■ **What you will do**: Please copy the leading lines of the entries below exactly, concluding with the line in which "- Engagement counters" occurs.

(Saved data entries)
* * * * * * *
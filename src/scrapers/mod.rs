//! News source fetchers and the orchestrator that runs them.
//!
//! Each fetcher targets one outlet and returns at most `limit` normalized
//! [`Story`] records:
//!
//! | Source | Module | Method | Notes |
//! |--------|--------|--------|-------|
//! | CNBC | [`feeds`] | RSS | Top news feed |
//! | Yahoo News | [`feeds`] | RSS | |
//! | Financial Times | [`feeds`] | RSS | Markets feed, browser user agent |
//! | Bloomberg | [`bloomberg`] | HTML scraping | Retries with a fixed delay on empty pages |
//!
//! # Common Patterns
//!
//! - Pages are retrieved through a [`PageLoader`] so fixtures can stand in for HTTP
//! - Engagement counters come from an injected [`EngagementModel`]
//! - [`fetch_all`] isolates failures: a broken source is logged and contributes nothing
//!
//! [`EngagementModel`]: crate::engagement::EngagementModel

pub mod bloomberg;
pub mod feeds;

use crate::error::{FetchError, FetchFailure};
use crate::models::{Source, Story};
use async_trait::async_trait;
use futures::stream::{self, StreamExt};
use std::time::Duration;
use tracing::{error, info, instrument, warn};

/// Retrieves the body of a web page.
#[async_trait]
pub trait PageLoader: Send + Sync {
    async fn load(&self, url: &str, user_agent: Option<&str>) -> Result<String, FetchError>;
}

/// [`PageLoader`] backed by a shared `reqwest` client with a request timeout.
#[derive(Debug, Clone)]
pub struct HttpLoader {
    client: reqwest::Client,
}

impl HttpLoader {
    pub fn new(timeout: Duration) -> Result<Self, reqwest::Error> {
        let client = reqwest::Client::builder().timeout(timeout).build()?;
        Ok(Self { client })
    }
}

#[async_trait]
impl PageLoader for HttpLoader {
    #[instrument(level = "debug", skip(self))]
    async fn load(&self, url: &str, user_agent: Option<&str>) -> Result<String, FetchError> {
        let mut request = self.client.get(url);
        if let Some(agent) = user_agent {
            request = request.header(reqwest::header::USER_AGENT, agent);
        }
        let transport = |source| FetchError::Transport {
            url: url.to_string(),
            source,
        };

        let response = request.send().await.map_err(transport)?;
        let status = response.status();
        if !status.is_success() {
            return Err(FetchError::Status {
                url: url.to_string(),
                status: status.as_u16(),
            });
        }
        response.text().await.map_err(transport)
    }
}

/// A single news source.
#[async_trait]
pub trait NewsFetcher: Send + Sync {
    fn source(&self) -> Source;

    /// Fetch at most `limit` stories.
    async fn fetch(&self, limit: usize) -> Result<Vec<Story>, FetchError>;
}

/// Outcome of running every fetcher once.
#[derive(Debug, Default)]
pub struct FetchReport {
    pub stories: Vec<Story>,
    pub failures: Vec<FetchFailure>,
}

/// Run every fetcher in order and concatenate their stories.
///
/// A failing fetcher contributes no stories; its error is logged with the
/// source label and kept in [`FetchReport::failures`].
#[instrument(level = "info", skip_all, fields(fetchers = fetchers.len(), limit = limit))]
pub async fn fetch_all(fetchers: &[Box<dyn NewsFetcher>], limit: usize) -> FetchReport {
    let results: Vec<(Source, Result<Vec<Story>, FetchError>)> = stream::iter(fetchers)
        .then(|fetcher| async move { (fetcher.source(), fetcher.fetch(limit).await) })
        .collect()
        .await;

    let mut report = FetchReport::default();
    for (source, result) in results {
        match result {
            Ok(stories) => {
                if stories.is_empty() {
                    warn!(%source, "Source returned no stories");
                } else {
                    info!(%source, count = stories.len(), "Fetched stories");
                }
                report.stories.extend(stories);
            }
            Err(e) => {
                error!(%source, error = %e, "Error fetching source");
                report.failures.push(FetchFailure { source, error: e });
            }
        }
    }

    info!(
        total = report.stories.len(),
        failed_sources = report.failures.len(),
        "Fetch complete"
    );
    report
}


#[cfg(test)]
mod tests {
    use super::*;
    use crate::models::Engagement;

    struct StaticFetcher {
        source: Source,
        titles: Vec<&'static str>,
    }

    #[async_trait]
    impl NewsFetcher for StaticFetcher {
        fn source(&self) -> Source {
            self.source
        }

        async fn fetch(&self, limit: usize) -> Result<Vec<Story>, FetchError> {
            Ok(self
                .titles
                .iter()
                .take(limit)
                .map(|t| Story {
                    source: self.source,
                    title: t.to_string(),
                    subhead: None,
                    url: format!("https://example.com/{}", t),
                    engagement: Engagement::default(),
                })
                .collect())
        }
    }

    struct BrokenFetcher(Source);

    #[async_trait]
    impl NewsFetcher for BrokenFetcher {
        fn source(&self) -> Source {
            self.0
        }

        async fn fetch(&self, _limit: usize) -> Result<Vec<Story>, FetchError> {
            Err(FetchError::Other("connection reset".to_string()))
        }
    }

    #[tokio::test]
    async fn test_fetch_all_isolates_failures() {
        let fetchers: Vec<Box<dyn NewsFetcher>> = vec![
            Box::new(StaticFetcher {
                source: Source::Cnbc,
                titles: vec!["c1", "c2"],
            }),
            Box::new(BrokenFetcher(Source::YahooNews)),
            Box::new(StaticFetcher {
                source: Source::Bloomberg,
                titles: vec!["b1"],
            }),
        ];

        let report = fetch_all(&fetchers, 5).await;

        let titles: Vec<_> = report.stories.iter().map(|s| s.title.as_str()).collect();
        assert_eq!(titles, vec!["c1", "c2", "b1"]);
        assert_eq!(report.failures.len(), 1);
        assert_eq!(report.failures[0].source, Source::YahooNews);
        assert!(report.failures[0].error.to_string().contains("connection reset"));
    }

    #[tokio::test]
    async fn test_fetch_all_passes_limit() {
        let fetchers: Vec<Box<dyn NewsFetcher>> = vec![Box::new(StaticFetcher {
            source: Source::Cnbc,
            titles: vec!["1", "2", "3", "4"],
        })];
        let report = fetch_all(&fetchers, 2).await;
        assert_eq!(report.stories.len(), 2);
        assert!(report.failures.is_empty());
    }

    #[tokio::test]
    async fn test_fetch_all_with_every_source_failing() {
        let fetchers: Vec<Box<dyn NewsFetcher>> = vec![
            Box::new(BrokenFetcher(Source::Cnbc)),
            Box::new(BrokenFetcher(Source::FinancialTimes)),
        ];
        let report = fetch_all(&fetchers, 5).await;
        assert!(report.stories.is_empty());
        let failed: Vec<_> = report.failures.iter().map(|f| f.source).collect();
        assert_eq!(failed, vec![Source::Cnbc, Source::FinancialTimes]);
    }
}
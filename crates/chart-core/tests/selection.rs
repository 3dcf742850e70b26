// File: crates/chart-core/tests/selection.rs
// Purpose: Validate nearest-point lookup used for selection and tooltips.

use scrollchart_core::{nearest_index, Point};

fn row() -> Vec<Point> {
    [0.0, 10.0, 20.0, 30.0].iter().map(|&x| Point::new(x, 0.0)).collect()
}

#[test]
fn picks_the_closest_x() {
    let pts = row();
    assert_eq!(nearest_index(&pts, 11.0), Some(1));
    assert_eq!(nearest_index(&pts, 16.0), Some(2));
    assert_eq!(nearest_index(&pts, 20.0), Some(2));
}

#[test]
fn ties_prefer_the_left_point() {
    assert_eq!(nearest_index(&row(), 15.0), Some(1));
}

#[test]
fn clamps_outside_the_series() {
    let pts = row();
    assert_eq!(nearest_index(&pts, -50.0), Some(0));
    assert_eq!(nearest_index(&pts, 500.0), Some(3));
}

#[test]
fn empty_or_nan_gives_none() {
    assert_eq!(nearest_index(&[], 3.0), None);
    assert_eq!(nearest_index(&row(), f64::NAN), None);
}
// File: crates/chart-core/src/geometry.rs
// Summary: Lightweight geometry helpers for screen-space point math.

use std::ops::{Add, Mul, Sub};

use serde::{Deserialize, Serialize};

/// A screen-space coordinate. `y` grows downward.
#[derive(Clone, Copy, Debug, Default, PartialEq, Serialize, Deserialize)]
pub struct Point {
    pub x: f64,
    pub y: f64,
}

impl Point {
    pub const fn new(x: f64, y: f64) -> Self {
        Self { x, y }
    }

    #[inline]
    pub fn distance(self, other: Point) -> f64 {
        (other.x - self.x).hypot(other.y - self.y)
    }

    #[inline]
    pub fn distance_sq(self, other: Point) -> f64 {
        let dx = other.x - self.x;
        let dy = other.y - self.y;
        dx * dx + dy * dy
    }
}

impl Add for Point {
    type Output = Point;
    fn add(self, rhs: Point) -> Point { Point::new(self.x + rhs.x, self.y + rhs.y) }
}

impl Sub for Point {
    type Output = Point;
    fn sub(self, rhs: Point) -> Point { Point::new(self.x - rhs.x, self.y - rhs.y) }
}

impl Mul<f64> for Point {
    type Output = Point;
    fn mul(self, k: f64) -> Point { Point::new(self.x * k, self.y * k) }
}

impl From<(f64, f64)> for Point {
    fn from((x, y): (f64, f64)) -> Self { Point::new(x, y) }
}

/// Distance from `p` to the infinite line through `a` and `b`.
/// Falls back to the distance to `a` when `a == b`.
pub fn perpendicular_distance(p: Point, a: Point, b: Point) -> f64 {
    let dx = b.x - a.x;
    let dy = b.y - a.y;
    let mag = dx.hypot(dy);
    if mag < 1e-12 {
        return p.distance(a);
    }
    ((dy * p.x - dx * p.y + b.x * a.y - b.y * a.x) / mag).abs()
}

/// Unsigned area of the triangle `abc`.
#[inline]
pub fn triangle_area(a: Point, b: Point, c: Point) -> f64 {
    ((b.x - a.x) * (c.y - a.y) - (c.x - a.x) * (b.y - a.y)).abs() * 0.5
}

/// Index of the point whose x is closest to `x`.
/// Relies on the x coordinates being sorted ascending, which scaled series guarantee.
pub fn nearest_index(points: &[Point], x: f64) -> Option<usize> {
    if points.is_empty() || x.is_nan() { return None; }
    let upper = points.partition_point(|p| p.x < x);
    if upper == 0 { return Some(0); }
    if upper == points.len() { return Some(points.len() - 1); }
    let lower = upper - 1;
    if (x - points[lower].x) <= (points[upper].x - x) { Some(lower) } else { Some(upper) }
}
* * * * * * *
■ **Solution to this exercise**:
filename src/scrapers/mod.rs
//! News source fetchers and the orchestrator that runs them.
//!
//! Each fetcher targets one outlet and returns at most `limit` normalized
//! [`Story`] records:
//!
//! | Source | Module | Method | Notes |
//! |--------|--------|--------|-------|
//! | CNBC | [`feeds`] | RSS | Top news feed |
//! | Yahoo News | [`feeds`] | RSS | |
//! | Financial Times | [`feeds`] | RSS | Markets feed, browser user agent |
//! | Bloomberg | [`bloomberg`] | HTML scraping | Retries with a fixed delay on empty pages |
//!
//! # Common Patterns
//!
//! - Pages are retrieved through a [`PageLoader`] so fixtures can stand in for HTTP
//! - Engagement counters come from an injected [`EngagementModel`]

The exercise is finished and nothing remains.